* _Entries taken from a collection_
_____

//! Dense node identifier assignment and the persisted node list.

use std::fmt::Debug;
use std::fs::File;
use std::hash::Hash;
use std::io::{BufRead, BufReader, BufWriter, Write};
use std::path::Path;

use ahash::AHashMap;
use serde::Serialize;
use serde::de::DeserializeOwned;

use crate::errors::{StowError, StowResult};

/// Dense node identifier. Stored on disk as a signed 32-bit integer.
pub type NodeId = u32;

/// Largest number of distinct nodes a cache can hold.
pub const MAX_NODES: usize = i32::MAX as usize;

/// Bijection between node values and ids in `[0, n)`.
#[derive(Clone, Debug)]
pub struct NodeIdMap<X> {
    nodes: Vec<X>,
    ids: AHashMap<X, NodeId>,
}

impl<X: Eq + Hash + Clone> Default for NodeIdMap<X> {
    fn default() -> Self {
        Self::new()
    }
}

impl<X: Eq + Hash + Clone> NodeIdMap<X> {
    pub fn new() -> Self {
        Self {
            nodes: Vec::new(),
            ids: AHashMap::new(),
        }
    }

    /// Build a mapping where position in `nodes` is the id.
    ///
    /// Fails on duplicate nodes since the mapping would not be a bijection.
    pub fn from_nodes(nodes: Vec<X>) -> StowResult<Self>
    where
        X: Debug,
    {
        if nodes.len() > MAX_NODES {
            return Err(too_many_nodes());
        }
        let mut ids = AHashMap::with_capacity(nodes.len());
        for (idx, node) in nodes.iter().enumerate() {
            if ids.insert(node.clone(), idx as NodeId).is_some() {
                return Err(StowError::invalid_input(format!(
                    "duplicate node in node list: {node:?}"
                )));
            }
        }
        Ok(Self { nodes, ids })
    }

    /// Return the id of `node`, assigning the next free one if unseen.
    pub fn insert(&mut self, node: X) -> StowResult<NodeId> {
        if let Some(&id) = self.ids.get(&node) {
            return Ok(id);
        }
        if self.nodes.len() >= MAX_NODES {
            return Err(too_many_nodes());
        }
        let id = self.nodes.len() as NodeId;
        self.nodes.push(node.clone());
        self.ids.insert(node, id);
        Ok(id)
    }

    /// Re-enumerate ids in sorted node order.
    pub fn sorted(mut self) -> Self
    where
        X: Ord,
    {
        self.nodes.sort_unstable();
        for (idx, node) in self.nodes.iter().enumerate() {
            if let Some(id) = self.ids.get_mut(node) {
                *id = idx as NodeId;
            }
        }
        self
    }

    pub fn id(&self, node: &X) -> Option<NodeId> {
        self.ids.get(node).copied()
    }

    pub fn node(&self, id: NodeId) -> Option<&X> {
        self.nodes.get(id as usize)
    }

    pub fn contains(&self, node: &X) -> bool {
        self.ids.contains_key(node)
    }

    pub fn nodes(&self) -> &[X] {
        &self.nodes
    }

    pub fn len(&self) -> usize {
        self.nodes.len()
    }

    pub fn is_empty(&self) -> bool {
        self.nodes.is_empty()
    }
}

pub(crate) fn write_nodes<X: Serialize>(path: &Path, nodes: &[X]) -> StowResult<()> {
    let file = File::create(path)?;
    let mut writer = BufWriter::new(file);
    for node in nodes {
        serde_json::to_writer(&mut writer, node)?;
        writer.write_all(b"\n")?;
    }
    let file = writer.into_inner().map_err(|e| e.into_error())?;
    file.sync_all()?;
    Ok(())
}

pub(crate) fn read_nodes<X: DeserializeOwned>(path: &Path) -> StowResult<Vec<X>> {
    let reader = BufReader::new(File::open(path)?);
    let mut nodes = Vec::new();
    for (line_no, line) in reader.lines().enumerate() {
        let line = line?;
        if line.is_empty() {
            continue;
        }
        let node = serde_json::from_str(&line).map_err(|e| {
            StowError::corrupt(path, format!("line {}: {e}", line_no + 1))
        })?;
        nodes.push(node);
    }
    Ok(nodes)
}

fn too_many_nodes() -> StowError {
    StowError::invalid_input(format!("graph exceeds {MAX_NODES} distinct nodes"))
}

#[cfg(test)]
mod tests {
    use super::*;

    #[test]
    fn test_insert_assigns_dense_ids_in_encounter_order() {
        let mut map = NodeIdMap::new();
        assert_eq!(map.insert("b").unwrap(), 0);
        assert_eq!(map.insert("a").unwrap(), 1);
        assert_eq!(map.insert("b").unwrap(), 0);
        assert_eq!(map.len(), 2);
        assert_eq!(map.node(1), Some(&"a"));
        assert_eq!(map.id(&"c"), None);
    }

    #[test]
    fn test_sorted_reassigns_ids() {
        let mut map = NodeIdMap::new();
        for node in ["c", "a", "b"] {
            map.insert(node).unwrap();
        }
        let map = map.sorted();
        assert_eq!(map.nodes(), &["a", "b", "c"]);
        assert_eq!(map.id(&"a"), Some(0));
        assert_eq!(map.id(&"c"), Some(2));
    }

    #[test]
    fn test_from_nodes_rejects_duplicates() {
        let err = NodeIdMap::from_nodes(vec!["a", "b", "a"]).unwrap_err();
        assert!(matches!(err, StowError::InvalidInput(_)));
    }

    #[test]
    fn test_node_list_roundtrip_with_newlines() {
        let dir = tempfile::tempdir().unwrap();
        let path = dir.path().join("nodes.jsonl");
        let nodes = vec!["plain".to_string(), "two\nlines".to_string(), String::new()];
        write_nodes(&path, &nodes).unwrap();
        let read: Vec<String> = read_nodes(&path).unwrap();
        assert_eq!(read, nodes);
    }
}
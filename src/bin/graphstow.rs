use std::{env, path::PathBuf, process};

use graphstow::{
    BuildOptions, GraphCache, Module, StowConfig, StowError,
    cli::{CommandLineConfig, has_flag, positional_args, read_tsv_edges, required_flag_value},
    graph::try_build_graph_cache,
};
use serde_json::json;
use tracing_subscriber::EnvFilter;

fn main() {
    let args: Vec<String> = env::args().collect();
    if args.iter().any(|arg| arg == "--help" || arg == "-h") {
        println!("{}", CommandLineConfig::help());
        return;
    }
    let arg_refs: Vec<&str> = args.iter().map(|s| s.as_str()).collect();
    let config = match CommandLineConfig::from_args(&arg_refs) {
        Ok(cfg) => cfg,
        Err(err) => {
            eprintln!("error: {err}");
            process::exit(2);
        }
    };

    install_tracing_subscriber(config.verbose);

    if let Err(err) = run_command(&config.command, &config.command_args) {
        eprintln!("command failed: {err}");
        let code = if matches!(err, StowError::InvalidInput(_)) { 2 } else { 1 };
        process::exit(code);
    }
}

fn install_tracing_subscriber(verbose: bool) {
    let default = if verbose { "debug" } else { "warn" };
    let filter = EnvFilter::try_from_default_env().unwrap_or_else(|_| EnvFilter::new(default));
    let _ = tracing_subscriber::fmt()
        .with_env_filter(filter)
        .with_writer(std::io::stderr)
        .try_init();
}

fn run_command(command: &str, args: &[String]) -> Result<(), StowError> {
    match command {
        "home" => {
            let home = StowConfig::from_env().home(true)?;
            println!("{}", home.display());
            Ok(())
        }
        "dir" => run_dir(args),
        "build" => run_build(args),
        "out" => {
            let (graph, node) = open_for_query(args)?;
            for neighbor in graph.out_edges(&node)? {
                println!("{neighbor}");
            }
            Ok(())
        }
        "in" => {
            let (graph, node) = open_for_query(args)?;
            for neighbor in graph.in_edges(&node)? {
                println!("{neighbor}");
            }
            Ok(())
        }
        "status" => {
            let dir = required_flag_value(args, "--dir")?;
            let graph: GraphCache<String> = GraphCache::from_directory(&dir)?;
            let payload = json!({
                "command": "status",
                "directory": graph.paths().directory.display().to_string(),
                "nodes": graph.node_count(),
                "edges": graph.edge_count(),
            });
            println!("{payload}");
            Ok(())
        }
        other => Err(StowError::invalid_input(format!("unknown command {other}"))),
    }
}

fn run_dir(args: &[String]) -> Result<(), StowError> {
    let positional = positional_args(args);
    let Some((key, subkeys)) = positional.split_first() else {
        return Err(StowError::invalid_input("dir requires a module key"));
    };
    let module = Module::from_key(key, &[], true)?;
    let subkeys: Vec<&str> = subkeys.iter().map(String::as_str).collect();
    let path = if has_flag(args, "--version") {
        let version = required_flag_value(args, "--version")?;
        module.join_versioned(&version, &subkeys, true)?
    } else {
        module.join(&subkeys, true)?
    };
    println!("{}", path.display());
    Ok(())
}

fn run_build(args: &[String]) -> Result<(), StowError> {
    let dir = required_flag_value(args, "--dir")?;
    let edges_path = PathBuf::from(required_flag_value(args, "--edges")?);
    let options = BuildOptions {
        sort_nodes: has_flag(args, "--sort"),
        estimated_edges: None,
        progress: true,
    };
    let graph = try_build_graph_cache(|| read_tsv_edges(&edges_path), &dir, &options)?;
    let payload = json!({
        "command": "build",
        "directory": graph.paths().directory.display().to_string(),
        "nodes": graph.node_count(),
        "edges": graph.edge_count(),
    });
    println!("{payload}");
    Ok(())
}

fn open_for_query(args: &[String]) -> Result<(GraphCache<String>, String), StowError> {
    let dir = required_flag_value(args, "--dir")?;
    let node = required_flag_value(args, "--node")?;
    Ok((GraphCache::from_directory(&dir)?, node))
}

_____

* _Work order_
Every line above that holds the word "StowConfig" should be copied out.

* _Expected output_
    BuildOptions, GraphCache, Module, StowConfig, StowError,
            let home = StowConfig::from_env().home(true)?;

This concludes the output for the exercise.